When you write out the records, keep every line exactly as it is.

Records from a dataset:
=== Section Start ===
//! Handler trait and registry.
//!
//! Routes reference handlers by an opaque string id. The [`HandlerRegistry`]
//! maps those ids to type-erased [`Handler`] implementations.

use std::collections::HashMap;
use std::fmt;
use std::sync::Arc;

use crate::context::RequestContext;
use crate::error::HandlerError;
use crate::types::{BoxFuture, Request, Response};

/// The terminal step of a middleware chain.
///
/// # Example
///
/// ```rust
/// use waypoint_core::{Handler, HandlerError, IntoResponse, Request, RequestContext, Response, BoxFuture};
///
/// struct ShowUser;
///
/// impl Handler for ShowUser {
///     fn call<'a>(
///         &'a self,
///         ctx: &'a RequestContext,
///         _request: Request,
///     ) -> BoxFuture<'a, Result<Response, HandlerError>> {
///         Box::pin(async move {
///             let id = ctx.param("id").unwrap_or("unknown");
///             Ok(format!("user {id}").into_response())
///         })
///     }
/// }
/// ```
pub trait Handler: Send + Sync + 'static {
    /// Handles a request.
    fn call<'a>(
        &'a self,
        ctx: &'a RequestContext,
        request: Request,
    ) -> BoxFuture<'a, Result<Response, HandlerError>>;
}

/// A function-based handler.
///
/// See [`handler_fn`].
pub struct FnHandler<F> {
    func: F,
}

/// Wraps a closure as a [`Handler`].
///
/// The closure returns a boxed future so it can borrow the context:
///
/// ```rust
/// use waypoint_core::{handler_fn, IntoResponse};
///
/// let show = handler_fn(|ctx, _req| {
///     Box::pin(async move {
///         Ok(format!("post {}", ctx.param("post").unwrap_or("latest")).into_response())
///     })
/// });
/// # let _ = show;
/// ```
pub fn handler_fn<F>(func: F) -> FnHandler<F>
where
    F: for<'a> Fn(&'a RequestContext, Request) -> BoxFuture<'a, Result<Response, HandlerError>>
        + Send
        + Sync
        + 'static,
{
    FnHandler { func }
}

impl<F> Handler for FnHandler<F>
where
    F: for<'a> Fn(&'a RequestContext, Request) -> BoxFuture<'a, Result<Response, HandlerError>>
        + Send
        + Sync
        + 'static,
{
    fn call<'a>(
        &'a self,
        ctx: &'a RequestContext,
        request: Request,
    ) -> BoxFuture<'a, Result<Response, HandlerError>> {
        (self.func)(ctx, request)
    }
}

impl<H: Handler> Handler for Arc<H> {
    fn call<'a>(
        &'a self,
        ctx: &'a RequestContext,
        request: Request,
    ) -> BoxFuture<'a, Result<Response, HandlerError>> {
        (**self).call(ctx, request)
    }
}

/// Handlers keyed by the id routes refer to.
#[derive(Default, Clone)]
pub struct HandlerRegistry {
    handlers: HashMap<String, Arc<dyn Handler>>,
}

impl HandlerRegistry {
    /// Creates an empty registry.
    #[must_use]
    pub fn new() -> Self {
        Self::default()
    }

    /// Registers `handler` under `id`, returning the replaced handler if any.
    pub fn register<H: Handler>(
        &mut self,
        id: impl Into<String>,
        handler: H,
    ) -> Option<Arc<dyn Handler>> {
        self.handlers.insert(id.into(), Arc::new(handler))
    }

    /// Returns the handler registered under `id`.
    #[must_use]
    pub fn get(&self, id: &str) -> Option<&Arc<dyn Handler>> {
        self.handlers.get(id)
    }

    /// Returns true when `id` is registered.
    #[must_use]
    pub fn contains(&self, id: &str) -> bool {
        self.handlers.contains_key(id)
    }

    /// Number of registered handlers.
    #[must_use]
    pub fn len(&self) -> usize {
        self.handlers.len()
    }

    /// Returns true if no handlers are registered.
    #[must_use]
    pub fn is_empty(&self) -> bool {
        self.handlers.is_empty()
    }
}

impl fmt::Debug for HandlerRegistry {
    fn fmt(&self, f: &mut fmt::Formatter<'_>) -> fmt::Result {
        f.debug_struct("HandlerRegistry")
            .field("handler_count", &self.handlers.len())
            .finish()
    }
}
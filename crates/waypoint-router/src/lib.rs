//! Ordered route table for Waypoint.
//!
//! This crate owns route registration and lookup:
//!
//! - **Registration**: [`RouteDefinition`] builders compiled into immutable
//!   [`Route`]s, with group scopes ([`GroupAttributes`]) merged in.
//! - **Matching**: first registered route whose domain, path and method all
//!   match wins. A path that matches with the wrong method yields a 405 with
//!   the union of allowed methods.
//! - **Reverse routing**: [`RouteTable::url_for`] and
//!   [`RouteTable::absolute_url_for`].
//!
//! # Example
//!
//! ```rust
//! use waypoint_router::{MatchError, RouteDefinition, RouteTable};
//! use http::Method;
//!
//! let mut table = RouteTable::new();
//! table.register(RouteDefinition::get("/users/{id}", "users.show").where_number("id"))?;
//! table.post("/users", "users.store")?;
//!
//! let found = table.match_route(&Method::GET, None, "/users/42").unwrap();
//! assert_eq!(found.route.handler(), "users.show");
//! assert_eq!(found.param("id"), Some("42"));
//!
//! let miss = table.match_route(&Method::DELETE, None, "/users").unwrap_err();
//! assert!(matches!(miss, MatchError::MethodNotAllowed { .. }));
//! # Ok::<(), waypoint_router::RouteError>(())
//! ```
//!
//! # Pattern syntax
//!
//! ```text
//! /users/{id}            required parameter
//! /posts/{slug?}         optional parameter (trailing only)
//! {account}.example.com  domain parameter
//! ```

mod error;
mod group;
mod params;
mod pattern;
mod route;
mod table;
mod url;

pub use error::{MatchError, RouteError, UnresolvedRoute};
pub use group::GroupAttributes;
pub use params::Params;
pub use pattern::{Constraint, DomainPattern, Param, PathPattern, Segment};
pub use route::{
    GroupSnapshot, MethodSet, MissingModel, ParamBinding, Route, RouteDefinition, ANY_METHODS,
};
pub use table::{RouteMatch, RouteTable};

#[cfg(test)]
mod tests {
    use super::*;
    use http::Method;

    #[test]
    fn test_registration_order_is_preserved() {
        let mut table = RouteTable::new();
        for i in 0..5 {
            table.get(&format!("/r{i}"), &format!("h{i}")).unwrap();
        }
        let indexes: Vec<_> = table.routes().iter().map(|r| r.index()).collect();
        assert_eq!(indexes, vec![0, 1, 2, 3, 4]);
    }

    #[test]
    fn test_group_without_middleware_is_inherited() {
        let mut table = RouteTable::new();
        table
            .group(
                GroupAttributes::new()
                    .middleware(["web"])
                    .without_middleware(["csrf"]),
                |g| {
                    g.register(RouteDefinition::post("/hook", "hook").without_middleware(["session"]))?;
                    Ok(())
                },
            )
            .unwrap();
        let route = &table.routes()[0];
        assert_eq!(route.middleware(), &["web"]);
        assert_eq!(route.excluded_middleware(), &["csrf", "session"]);
    }

    #[test]
    fn test_binding_metadata_survives_registration() {
        let mut table = RouteTable::new();
        let route = table
            .register(
                RouteDefinition::get("/users/{user}", "users.show")
                    .bind("user", "user")
                    .missing(MissingModel::Redirect("/users".to_string())),
            )
            .unwrap();
        assert_eq!(route.bindings()[0].tag, "user");
        assert_eq!(route.missing(), &MissingModel::Redirect("/users".to_string()));
    }

    #[test]
    fn test_matches_are_independent_of_earlier_failed_candidates() {
        let mut table = RouteTable::new();
        table
            .register(RouteDefinition::get("/a/{x}/{y}", "first").where_number("y"))
            .unwrap();
        table.get("/a/{z}/{w}", "second").unwrap();

        let found = table.match_route(&Method::GET, None, "/a/1/b").unwrap();
        assert_eq!(found.route.handler(), "second");
        assert_eq!(found.params.names().collect::<Vec<_>>(), vec!["z", "w"]);
    }
}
=== Section End ===
> **Exercise solution**:
//! Handler trait and registry.
//!
//! Routes reference handlers by an opaque string id. The [`HandlerRegistry`]
//! maps those ids to type-erased [`Handler`] implementations.

use std::collections::HashMap;
use std::fmt;
use std::sync::Arc;

use crate::context::RequestContext;
use crate::error::HandlerError;
use crate::types::{BoxFuture, Request, Response};

/// The terminal step of a middleware chain.
///
/// # Example
///
/// ```rust
/// use waypoint_core::{Handler, HandlerError, IntoResponse, Request, RequestContext, Response, BoxFuture};
///
/// struct ShowUser;
///
/// impl Handler for ShowUser {
///     fn call<'a>(
///         &'a self,
///         ctx: &'a RequestContext,
///         _request: Request,
///     ) -> BoxFuture<'a, Result<Response, HandlerError>> {
///         Box::pin(async move {
///             let id = ctx.param("id").unwrap_or("unknown");
///             Ok(format!("user {id}").into_response())
///         })
///     }
/// }
/// ```
pub trait Handler: Send + Sync + 'static {
    /// Handles a request.
    fn call<'a>(
        &'a self,
        ctx: &'a RequestContext,
        request: Request,
    ) -> BoxFuture<'a, Result<Response, HandlerError>>;
}

/// A function-based handler.
///
/// See [`handler_fn`].
pub struct FnHandler<F> {
    func: F,
}

/// Wraps a closure as a [`Handler`].
///
/// The closure returns a boxed future so it can borrow the context:
///
/// ```rust
/// use waypoint_core::{handler_fn, IntoResponse};
///
/// let show = handler_fn(|ctx, _req| {
///     Box::pin(async move {
///         Ok(format!("post {}", ctx.param("post").unwrap_or("latest")).into_response())
///     })
/// });
/// # let _ = show;
/// ```
pub fn handler_fn<F>(func: F) -> FnHandler<F>
where
    F: for<'a> Fn(&'a RequestContext, Request) -> BoxFuture<'a, Result<Response, HandlerError>>
        + Send
        + Sync
        + 'static,
{
    FnHandler { func }
}

impl<F> Handler for FnHandler<F>
where
    F: for<'a> Fn(&'a RequestContext, Request) -> BoxFuture<'a, Result<Response, HandlerError>>
        + Send
        + Sync
        + 'static,
{
    fn call<'a>(
        &'a self,
        ctx: &'a RequestContext,
        request: Request,
    ) -> BoxFuture<'a, Result<Response, HandlerError>> {
        (self.func)(ctx, request)
    }
}

impl<H: Handler> Handler for Arc<H> {
    fn call<'a>(
        &'a self,
        ctx: &'a RequestContext,
        request: Request,
    ) -> BoxFuture<'a, Result<Response, HandlerError>> {
        (**self).call(ctx, request)
    }
}

/// Handlers keyed by the id routes refer to.
#[derive(Default, Clone)]
pub struct HandlerRegistry {
    handlers: HashMap<String, Arc<dyn Handler>>,
}

impl HandlerRegistry {
    /// Creates an empty registry.
    #[must_use]
    pub fn new() -> Self {
        Self::default()
    }

    /// Registers `handler` under `id`, returning the replaced handler if any.
    pub fn register<H: Handler>(
        &mut self,
        id: impl Into<String>,
        handler: H,
    ) -> Option<Arc<dyn Handler>> {
        self.handlers.insert(id.into(), Arc::new(handler))
    }

    /// Returns the handler registered under `id`.
    #[must_use]
    pub fn get(&self, id: &str) -> Option<&Arc<dyn Handler>> {
        self.handlers.get(id)
    }

    /// Returns true when `id` is registered.
    #[must_use]
    pub fn contains(&self, id: &str) -> bool {
        self.handlers.contains_key(id)
    }

    /// Number of registered handlers.
    #[must_use]
    pub fn len(&self) -> usize {
        self.handlers.len()
    }

    /// Returns true if no handlers are registered.
    #[must_use]
    pub fn is_empty(&self) -> bool {
        self.handlers.is_empty()
    }
}

impl fmt::Debug for HandlerRegistry {
    fn fmt(&self, f: &mut fmt::Formatter<'_>) -> fmt::Result {
        f.debug_struct("HandlerRegistry")
            .field("handler_count", &self.handlers.len())
            .finish()
    }
}
filename crates/waypoint-router/src/lib.rs
//! Ordered route table for Waypoint.
//!
//! This crate owns route registration and lookup:
//!
//! - **Registration**: [`RouteDefinition`] builders compiled into immutable
//!   [`Route`]s, with group scopes ([`GroupAttributes`]) merged in.
//! - **Matching**: first registered route whose domain, path and method all
//!   match wins. A path that matches with the wrong method yields a 405 with
//!   the union of allowed methods.
//! - **Reverse routing**: [`RouteTable::url_for`] and
//!   [`RouteTable::absolute_url_for`].
//!
//! # Example
//!
//! ```rust
//! use waypoint_router::{MatchError, RouteDefinition, RouteTable};
//! use http::Method;
//!
//! let mut table = RouteTable::new();
//! table.register(RouteDefinition::get("/users/{id}", "users.show").where_number("id"))?;
//! table.post("/users", "users.store")?;
//!
//! let found = table.match_route(&Method::GET, None, "/users/42").unwrap();
//! assert_eq!(found.route.handler(), "users.show");
//! assert_eq!(found.param("id"), Some("42"));
//!
//! let miss = table.match_route(&Method::DELETE, None, "/users").unwrap_err();
//! assert!(matches!(miss, MatchError::MethodNotAllowed { .. }));
//! # Ok::<(), waypoint_router::RouteError>(())
//! ```
//!
//! # Pattern syntax
//!
//! ```text
//! /users/{id}            required parameter
//! /posts/{slug?}         optional parameter (trailing only)
//! {account}.example.com  domain parameter
//! ```

mod error;
mod group;
mod params;
mod pattern;
mod route;
mod table;
mod url;

pub use error::{MatchError, RouteError, UnresolvedRoute};
pub use group::GroupAttributes;
pub use params::Params;
pub use pattern::{Constraint, DomainPattern, Param, PathPattern, Segment};
pub use route::{
    GroupSnapshot, MethodSet, MissingModel, ParamBinding, Route, RouteDefinition, ANY_METHODS,
};
pub use table::{RouteMatch, RouteTable};

#[cfg(test)]
mod tests {
    use super::*;
    use http::Method;

    #[test]
    fn test_registration_order_is_preserved() {
        let mut table = RouteTable::new();
        for i in 0..5 {
            table.get(&format!("/r{i}"), &format!("h{i}")).unwrap();
        }
        let indexes: Vec<_> = table.routes().iter().map(|r| r.index()).collect();
        assert_eq!(indexes, vec![0, 1, 2, 3, 4]);
    }

    #[test]
    fn test_group_without_middleware_is_inherited() {
        let mut table = RouteTable::new();
        table
            .group(
                GroupAttributes::new()
                    .middleware(["web"])
                    .without_middleware(["csrf"]),
                |g| {
                    g.register(RouteDefinition::post("/hook", "hook").without_middleware(["session"]))?;
                    Ok(())
                },
            )
            .unwrap();
        let route = &table.routes()[0];
        assert_eq!(route.middleware(), &["web"]);
        assert_eq!(route.excluded_middleware(), &["csrf", "session"]);
    }

    #[test]
    fn test_binding_metadata_survives_registration() {
        let mut table = RouteTable::new();
        let route = table
            .register(
                RouteDefinition::get("/users/{user}", "users.show")
                    .bind("user", "user")
                    .missing(MissingModel::Redirect("/users".to_string())),
            )
            .unwrap();
        assert_eq!(route.bindings()[0].tag, "user");
        assert_eq!(route.missing(), &MissingModel::Redirect("/users".to_string()));
    }

    #[test]
    fn test_matches_are_independent_of_earlier_failed_candidates() {
        let mut table = RouteTable::new();
        table
            .register(RouteDefinition::get("/a/{x}/{y}", "first").where_number("y"))
            .unwrap();
        table.get("/a/{z}/{w}", "second").unwrap();

        let found = table.match_route(&Method::GET, None, "/a/1/b").unwrap();
        assert_eq!(found.route.handler(), "second");
        assert_eq!(found.params.names().collect::<Vec<_>>(), vec!["z", "w"]);
    }
}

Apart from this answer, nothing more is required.